I HOPE you have had a wonderful Christmas with the pets you love.
Last month I began my checklist for puppy owners to keep their furry friends in best of health with helpful information about the ‘Half Hour Health Check’ and ‘Vaccinations’. I continue that checklist here with two more important things every owner should know.
All new puppies should by law come with a microchip at sale. This is a personal identification which will need to be transferred into your name. If your dog (or cat) escapes and is lost, members of the public will often bring him or her into our vets. We have a simple hand-held scanner to run between the shoulder blades, where the microchip has been placed, to access your pet’s data. We can then give the relieved owner a call. We love to see a happy reunion!
Heartworm? Yes, that’s right, a long, spaghetti-like worm that bunches up in the heart and vena cava with its many friends.
You can imagine how hard it would be for the heart to function with worms wrapped around the valve area and disrupting the blood flow. The worms slow the flow of blood, which makes them more prone to clots, as well.
In earlier years, when heartworm disease was extremely common, vets would take a drop of blood and take a look under the microscope. We would find tiny little ‘wrigglers’ or microfilaria there. Bingo! That dog has heartworm! Then we would need to treat them with some pretty strong drugs before they went onto prevention. In fact, the treatment was quite toxic with an arsenic base.
These days treatment is less complex, but still not easy. To diagnose heartworm we can do an in-house SNAP test, which takes about 15 minutes.
Heartworm is spread by mosquitoes and that’s why it’s hard to prevent without regular medication. With the weather warming through climate change we are seeing the spread of these ‘vector-borne’ diseases further south. The range of this disease is increasing but fortunately the incidence has reduced because of easier prevention.
Because the best thing, as always, is prevention!
When I first started practice in 1987 we all gave our dogs a daily heartworm preventative called Dimmitrol.

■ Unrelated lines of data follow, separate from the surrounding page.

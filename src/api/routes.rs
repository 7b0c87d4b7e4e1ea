use std::sync::{Arc, Mutex, MutexGuard};

use axum::routing::{get, patch};
use axum::{Json, Router};
use serde::Serialize;
use tower_http::cors::CorsLayer;
use tower_http::trace::TraceLayer;

use crate::api::handlers::{
    create_task, delete_task, get_task, list_tasks, set_status, update_task,
};
use crate::api::response::ApiError;
use crate::error::TaskError;
use crate::service::TaskService;

/// Shared handler state. The service is behind a mutex because each request
/// runs one short store operation; there is no long-held lock to contend on.
#[derive(Clone)]
pub struct AppState {
    service: Arc<Mutex<TaskService>>,
}

impl AppState {
    pub fn new(service: TaskService) -> Self {
        Self {
            service: Arc::new(Mutex::new(service)),
        }
    }

    pub fn service(&self) -> Result<MutexGuard<'_, TaskService>, ApiError> {
        self.service
            .lock()
            .map_err(|_| ApiError(TaskError::Internal("service lock poisoned".into())))
    }
}

#[derive(Debug, Serialize)]
struct HealthBody {
    status: &'static str,
}

async fn health() -> Json<HealthBody> {
    Json(HealthBody { status: "OK" })
}

pub fn router(state: AppState) -> Router {
    Router::new()
        .route("/tasks", get(list_tasks).post(create_task))
        .route(
            "/tasks/{id}",
            get(get_task).put(update_task).delete(delete_task),
        )
        .route("/tasks/{id}/status", patch(set_status))
        .route("/health", get(health))
        .layer(TraceLayer::new_for_http())
        .layer(CorsLayer::permissive())
        .with_state(state)
}
pub mod create;
pub mod delete;
pub mod edit;
pub mod list;
pub mod serve;
pub mod show;
pub mod stats;
pub mod status;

It was bitter in taste and the dog would often secretly spit it out. These challenges are now resolved through, firstly, a monthly tablet, but now we have an annual injection to prevent heartworm.
Hip hip hooray! That’s easy!
Make sure your puppy receives heartworm prevention from your vet and that your adult dog, if not already on prevention, has a heartworm test. If the test is negative the dog should be given an annual heartworm prevention shot.